Requirement:
Nothing but the entries, copied exactly, should appear in the response.

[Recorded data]
****

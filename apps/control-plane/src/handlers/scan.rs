// [apps/control-plane/src/handlers/scan.rs]
/*!
 * `/admin/scan*` y `/edge/scan*` (spec §4.3/§6): el operador crea un job
 * de escaneo de rango IP en `PENDING`; el edge lo reclama (lo que lo
 * transiciona a `RUNNING` y le entrega la lista de IPs a sondear) y
 * reporta progreso/resultados a medida que su pool de workers los
 * produce. Semántica de reclamo calcada de
 * `original_source/api/scan_api.py`'s `start_edge_scan`: job explícito
 * por id si se pide uno, si no el más antiguo ya asignado a este
 * dispositivo, y si no hay ninguno el más antiguo sin asignar del sitio.
 */

use axum::extract::{Extension, Path, State};
use axum::Json;
use fleetctl_domain_models::{DiscoveredMinerRecord, IpScanJob, ScanJobStatus};
use fleetctl_infra_discovery::parse_ip_range;
use serde::Deserialize;
use serde_json::json;

use crate::errors::ApiError;
use crate::middleware::DeviceIdentity;
use crate::state::AppState;

#[derive(Debug, Deserialize)]
pub struct CreateScanRequest {
    pub site_id: i64,
    #[serde(default)]
    pub device_id: Option<i64>,
    pub ip_range_start: String,
    pub ip_range_end: String,
}

/// `POST /admin/scan` -- valida el rango (tamaño acotado por
/// `fleetctl_infra_discovery::MAX_IPS`, spec §4.3) y crea el job en
/// `PENDING`, opcionalmente preasignado a un dispositivo.
pub async fn create(
    State(state): State<AppState>,
    Json(request): Json<CreateScanRequest>,
) -> Result<Json<serde_json::Value>, ApiError> {
    let addresses = parse_ip_range(&request.ip_range_start, &request.ip_range_end)
        .map_err(|e| ApiError::BadRequest(e.to_string()))?;

    let job: IpScanJob = state
        .scans
        .create_job(request.site_id, request.device_id, &request.ip_range_start, &request.ip_range_end, addresses.len() as i64)
        .await?;

    Ok(Json(json!({"scan_job_id": job.id})))
}

#[derive(Debug, Deserialize)]
pub struct ClaimScanRequest {
    #[serde(default)]
    pub site_id: i64,
    #[serde(default)]
    pub scan_job_id: Option<String>,
}

/// `POST /edge/scan` -- el edge reclama el siguiente job `PENDING` de su
/// sitio (o uno específico por id); devuelve `ip_list` ya expandida para
/// que el edge no tenga que reimplementar el parseo de rango.
pub async fn claim(
    State(state): State<AppState>,
    Extension(DeviceIdentity(device)): Extension<DeviceIdentity>,
    Json(request): Json<ClaimScanRequest>,
) -> Result<Json<serde_json::Value>, ApiError> {
    let job = state
        .scans
        .claim_pending(request.site_id, device.id, request.scan_job_id.as_deref())
        .await?;

    let Some(job) = job else {
        return Ok(Json(json!({"message": "No pending scan jobs"})));
    };

    let ip_list = parse_ip_range(&job.ip_range_start, &job.ip_range_end)
        .map_err(|e| ApiError::BadRequest(e.to_string()))?
        .into_iter()
        .map(|ip| ip.to_string())
        .collect::<Vec<_>>();

    Ok(Json(json!({"scan_job": job, "ip_list": ip_list})))
}

#[derive(Debug, Deserialize)]
pub struct ScanProgressRequest {
    pub scanned_ips: i64,
    pub discovered_miners: i64,
}

/// `POST /edge/scan/{id}/progress` -- el primer reporte transiciona
/// implícitamente `PENDING -> RUNNING` (spec §4.3).
pub async fn progress(
    State(state): State<AppState>,
    Path(id): Path<String>,
    Json(request): Json<ScanProgressRequest>,
) -> Result<Json<serde_json::Value>, ApiError> {
    let job = state.scans.get_job(&id).await?;
    if job.status == ScanJobStatus::Pending {
        state.scans.finish_job(&id, ScanJobStatus::Running, None).await.ok();
    }
    state.scans.update_progress(&id, request.scanned_ips, request.discovered_miners).await?;
    Ok(Json(json!({"ok": true})))
}

#[derive(Debug, Deserialize)]
pub struct ScanResultEntry {
    pub ip_address: String,
    pub detected_model: String,
    pub detected_type: String,
}

#[derive(Debug, Deserialize)]
pub struct ScanResultsRequest {
    pub discovered: Vec<ScanResultEntry>,
    #[serde(default)]
    pub completed: bool,
}

/// `POST /edge/scan/{id}/results` -- upsert de `DiscoveredMiner` por
/// `(scan_job_id, ip_address)`; `completed=true` cierra el job.
pub async fn results(
    State(state): State<AppState>,
    Path(id): Path<String>,
    Json(request): Json<ScanResultsRequest>,
) -> Result<Json<serde_json::Value>, ApiError> {
    for entry in &request.discovered {
        state.scans.record_discovered(&id, &entry.ip_address, &entry.detected_model, &entry.detected_type).await?;
    }

    if request.completed {
        state.scans.finish_job(&id, ScanJobStatus::Completed, None).await?;
    }

    Ok(Json(json!({"ok": true, "recorded": request.discovered.len()})))
}

pub async fn get_job(State(state): State<AppState>, Path(id): Path<String>) -> Result<Json<IpScanJob>, ApiError> {
    Ok(Json(state.scans.get_job(&id).await?))
}

pub async fn list_discovered(
    State(state): State<AppState>,
    Path(id): Path<String>,
) -> Result<Json<Vec<DiscoveredMinerRecord>>, ApiError> {
    Ok(Json(state.scans.list_discovered(&id).await?))
}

****

Exercise answer:
filename apps/control-plane/src/handlers/scan.rs
// [apps/control-plane/src/handlers/scan.rs]
/*!
 * `/admin/scan*` y `/edge/scan*` (spec §4.3/§6): el operador crea un job
 * de escaneo de rango IP en `PENDING`; el edge lo reclama (lo que lo
 * transiciona a `RUNNING` y le entrega la lista de IPs a sondear) y
 * reporta progreso/resultados a medida que su pool de workers los
 * produce. Semántica de reclamo calcada de
 * `original_source/api/scan_api.py`'s `start_edge_scan`: job explícito
 * por id si se pide uno, si no el más antiguo ya asignado a este
 * dispositivo, y si no hay ninguno el más antiguo sin asignar del sitio.
 */

use axum::extract::{Extension, Path, State};
use axum::Json;
use fleetctl_domain_models::{DiscoveredMinerRecord, IpScanJob, ScanJobStatus};
use fleetctl_infra_discovery::parse_ip_range;
use serde::Deserialize;
use serde_json::json;

use crate::errors::ApiError;
use crate::middleware::DeviceIdentity;
use crate::state::AppState;

#[derive(Debug, Deserialize)]
pub struct CreateScanRequest {
    pub site_id: i64,
    #[serde(default)]
    pub device_id: Option<i64>,
    pub ip_range_start: String,
    pub ip_range_end: String,
}

/// `POST /admin/scan` -- valida el rango (tamaño acotado por
/// `fleetctl_infra_discovery::MAX_IPS`, spec §4.3) y crea el job en
/// `PENDING`, opcionalmente preasignado a un dispositivo.
pub async fn create(
    State(state): State<AppState>,
    Json(request): Json<CreateScanRequest>,
) -> Result<Json<serde_json::Value>, ApiError> {
    let addresses = parse_ip_range(&request.ip_range_start, &request.ip_range_end)
        .map_err(|e| ApiError::BadRequest(e.to_string()))?;

    let job: IpScanJob = state
        .scans
        .create_job(request.site_id, request.device_id, &request.ip_range_start, &request.ip_range_end, addresses.len() as i64)
        .await?;

    Ok(Json(json!({"scan_job_id": job.id})))
}

#[derive(Debug, Deserialize)]
pub struct ClaimScanRequest {
    #[serde(default)]
    pub site_id: i64,
    #[serde(default)]
    pub scan_job_id: Option<String>,
}

/// `POST /edge/scan` -- el edge reclama el siguiente job `PENDING` de su
/// sitio (o uno específico por id); devuelve `ip_list` ya expandida para
/// que el edge no tenga que reimplementar el parseo de rango.
pub async fn claim(
    State(state): State<AppState>,
    Extension(DeviceIdentity(device)): Extension<DeviceIdentity>,
    Json(request): Json<ClaimScanRequest>,
) -> Result<Json<serde_json::Value>, ApiError> {
    let job = state
        .scans
        .claim_pending(request.site_id, device.id, request.scan_job_id.as_deref())
        .await?;

    let Some(job) = job else {
        return Ok(Json(json!({"message": "No pending scan jobs"})));
    };

    let ip_list = parse_ip_range(&job.ip_range_start, &job.ip_range_end)
        .map_err(|e| ApiError::BadRequest(e.to_string()))?
        .into_iter()
        .map(|ip| ip.to_string())
        .collect::<Vec<_>>();

    Ok(Json(json!({"scan_job": job, "ip_list": ip_list})))
}

#[derive(Debug, Deserialize)]
pub struct ScanProgressRequest {
    pub scanned_ips: i64,
    pub discovered_miners: i64,
}

/// `POST /edge/scan/{id}/progress` -- el primer reporte transiciona
/// implícitamente `PENDING -> RUNNING` (spec §4.3).
pub async fn progress(
    State(state): State<AppState>,
    Path(id): Path<String>,
    Json(request): Json<ScanProgressRequest>,
) -> Result<Json<serde_json::Value>, ApiError> {
    let job = state.scans.get_job(&id).await?;
    if job.status == ScanJobStatus::Pending {
        state.scans.finish_job(&id, ScanJobStatus::Running, None).await.ok();
    }
    state.scans.update_progress(&id, request.scanned_ips, request.discovered_miners).await?;
    Ok(Json(json!({"ok": true})))
}

#[derive(Debug, Deserialize)]
pub struct ScanResultEntry {
    pub ip_address: String,
    pub detected_model: String,
    pub detected_type: String,
}

#[derive(Debug, Deserialize)]
pub struct ScanResultsRequest {
    pub discovered: Vec<ScanResultEntry>,
    #[serde(default)]
    pub completed: bool,
}

/// `POST /edge/scan/{id}/results` -- upsert de `DiscoveredMiner` por
/// `(scan_job_id, ip_address)`; `completed=true` cierra el job.
pub async fn results(
    State(state): State<AppState>,
    Path(id): Path<String>,
    Json(request): Json<ScanResultsRequest>,
) -> Result<Json<serde_json::Value>, ApiError> {
    for entry in &request.discovered {
        state.scans.record_discovered(&id, &entry.ip_address, &entry.detected_model, &entry.detected_type).await?;
    }

    if request.completed {
        state.scans.finish_job(&id, ScanJobStatus::Completed, None).await?;
    }

    Ok(Json(json!({"ok": true, "recorded": request.discovered.len()})))
}

pub async fn get_job(State(state): State<AppState>, Path(id): Path<String>) -> Result<Json<IpScanJob>, ApiError> {
    Ok(Json(state.scans.get_job(&id).await?))
}

pub async fn list_discovered(
    State(state): State<AppState>,
    Path(id): Path<String>,
) -> Result<Json<Vec<DiscoveredMinerRecord>>, ApiError> {
    Ok(Json(state.scans.list_discovered(&id).await?))
}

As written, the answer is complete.